> _DATA FOR PROCESSING_:
+ + + +

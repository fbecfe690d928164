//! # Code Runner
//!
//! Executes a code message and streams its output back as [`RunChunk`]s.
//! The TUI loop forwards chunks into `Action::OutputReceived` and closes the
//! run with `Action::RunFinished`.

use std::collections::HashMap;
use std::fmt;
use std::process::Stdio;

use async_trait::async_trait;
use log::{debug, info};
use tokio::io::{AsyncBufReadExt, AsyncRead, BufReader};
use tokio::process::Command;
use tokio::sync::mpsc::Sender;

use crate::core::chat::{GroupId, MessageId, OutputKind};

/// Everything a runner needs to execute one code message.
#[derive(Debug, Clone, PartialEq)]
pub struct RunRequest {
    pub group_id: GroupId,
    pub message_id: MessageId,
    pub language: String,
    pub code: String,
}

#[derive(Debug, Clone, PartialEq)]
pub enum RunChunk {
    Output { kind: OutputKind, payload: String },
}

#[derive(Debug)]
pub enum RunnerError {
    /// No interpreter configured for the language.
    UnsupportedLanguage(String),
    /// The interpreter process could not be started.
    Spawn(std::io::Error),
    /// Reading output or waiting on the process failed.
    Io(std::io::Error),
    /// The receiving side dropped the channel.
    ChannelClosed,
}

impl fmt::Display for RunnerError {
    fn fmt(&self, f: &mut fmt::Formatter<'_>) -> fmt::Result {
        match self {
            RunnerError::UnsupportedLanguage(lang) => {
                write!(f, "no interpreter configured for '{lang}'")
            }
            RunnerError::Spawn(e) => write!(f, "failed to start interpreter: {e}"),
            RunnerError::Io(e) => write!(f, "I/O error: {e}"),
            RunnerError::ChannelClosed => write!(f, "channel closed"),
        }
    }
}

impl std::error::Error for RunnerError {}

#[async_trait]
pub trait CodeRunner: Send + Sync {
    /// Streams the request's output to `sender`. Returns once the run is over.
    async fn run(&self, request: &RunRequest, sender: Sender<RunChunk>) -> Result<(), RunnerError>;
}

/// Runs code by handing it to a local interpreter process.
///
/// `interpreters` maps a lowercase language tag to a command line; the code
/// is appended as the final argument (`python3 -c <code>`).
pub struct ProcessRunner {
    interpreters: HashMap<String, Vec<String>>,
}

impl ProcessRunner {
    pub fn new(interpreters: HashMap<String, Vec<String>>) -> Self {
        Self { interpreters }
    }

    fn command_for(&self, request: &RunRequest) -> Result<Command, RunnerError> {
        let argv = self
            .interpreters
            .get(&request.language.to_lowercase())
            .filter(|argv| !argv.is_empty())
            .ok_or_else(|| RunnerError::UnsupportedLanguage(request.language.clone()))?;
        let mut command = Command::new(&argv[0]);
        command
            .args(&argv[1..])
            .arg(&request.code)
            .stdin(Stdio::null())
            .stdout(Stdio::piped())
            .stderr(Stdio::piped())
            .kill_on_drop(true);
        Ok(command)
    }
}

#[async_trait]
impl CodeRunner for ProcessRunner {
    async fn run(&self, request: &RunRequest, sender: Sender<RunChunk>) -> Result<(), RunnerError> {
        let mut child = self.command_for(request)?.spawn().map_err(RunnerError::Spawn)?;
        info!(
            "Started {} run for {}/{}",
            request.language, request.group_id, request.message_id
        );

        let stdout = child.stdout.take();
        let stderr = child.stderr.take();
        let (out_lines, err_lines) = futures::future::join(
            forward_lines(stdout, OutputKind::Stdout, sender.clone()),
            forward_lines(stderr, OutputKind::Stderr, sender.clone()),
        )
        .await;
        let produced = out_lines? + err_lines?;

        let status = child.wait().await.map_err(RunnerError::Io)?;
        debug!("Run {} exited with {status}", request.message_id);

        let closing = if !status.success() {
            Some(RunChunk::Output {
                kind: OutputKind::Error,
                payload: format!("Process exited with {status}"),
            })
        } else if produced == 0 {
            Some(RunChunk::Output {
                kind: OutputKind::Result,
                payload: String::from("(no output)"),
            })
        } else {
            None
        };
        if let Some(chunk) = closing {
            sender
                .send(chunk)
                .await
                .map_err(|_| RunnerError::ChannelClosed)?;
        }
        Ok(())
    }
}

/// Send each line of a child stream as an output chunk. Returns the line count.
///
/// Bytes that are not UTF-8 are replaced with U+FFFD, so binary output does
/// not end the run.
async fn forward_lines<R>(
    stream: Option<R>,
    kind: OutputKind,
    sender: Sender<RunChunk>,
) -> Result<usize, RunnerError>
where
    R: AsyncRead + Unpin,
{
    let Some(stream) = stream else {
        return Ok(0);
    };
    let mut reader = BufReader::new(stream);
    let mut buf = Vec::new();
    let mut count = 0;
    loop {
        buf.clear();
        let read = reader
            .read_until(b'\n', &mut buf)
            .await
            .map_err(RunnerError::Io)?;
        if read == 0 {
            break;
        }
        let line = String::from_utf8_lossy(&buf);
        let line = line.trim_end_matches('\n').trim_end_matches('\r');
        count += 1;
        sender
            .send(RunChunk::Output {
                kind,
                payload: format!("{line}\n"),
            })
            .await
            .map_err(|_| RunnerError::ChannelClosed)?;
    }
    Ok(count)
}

+ + + +

Read through the entries, then copy every line where the string "payload" is found.

    Output { kind: OutputKind, payload: String },
                payload: format!("Process exited with {status}"),
                payload: String::from("(no output)"),
                payload: format!("{line}\n"),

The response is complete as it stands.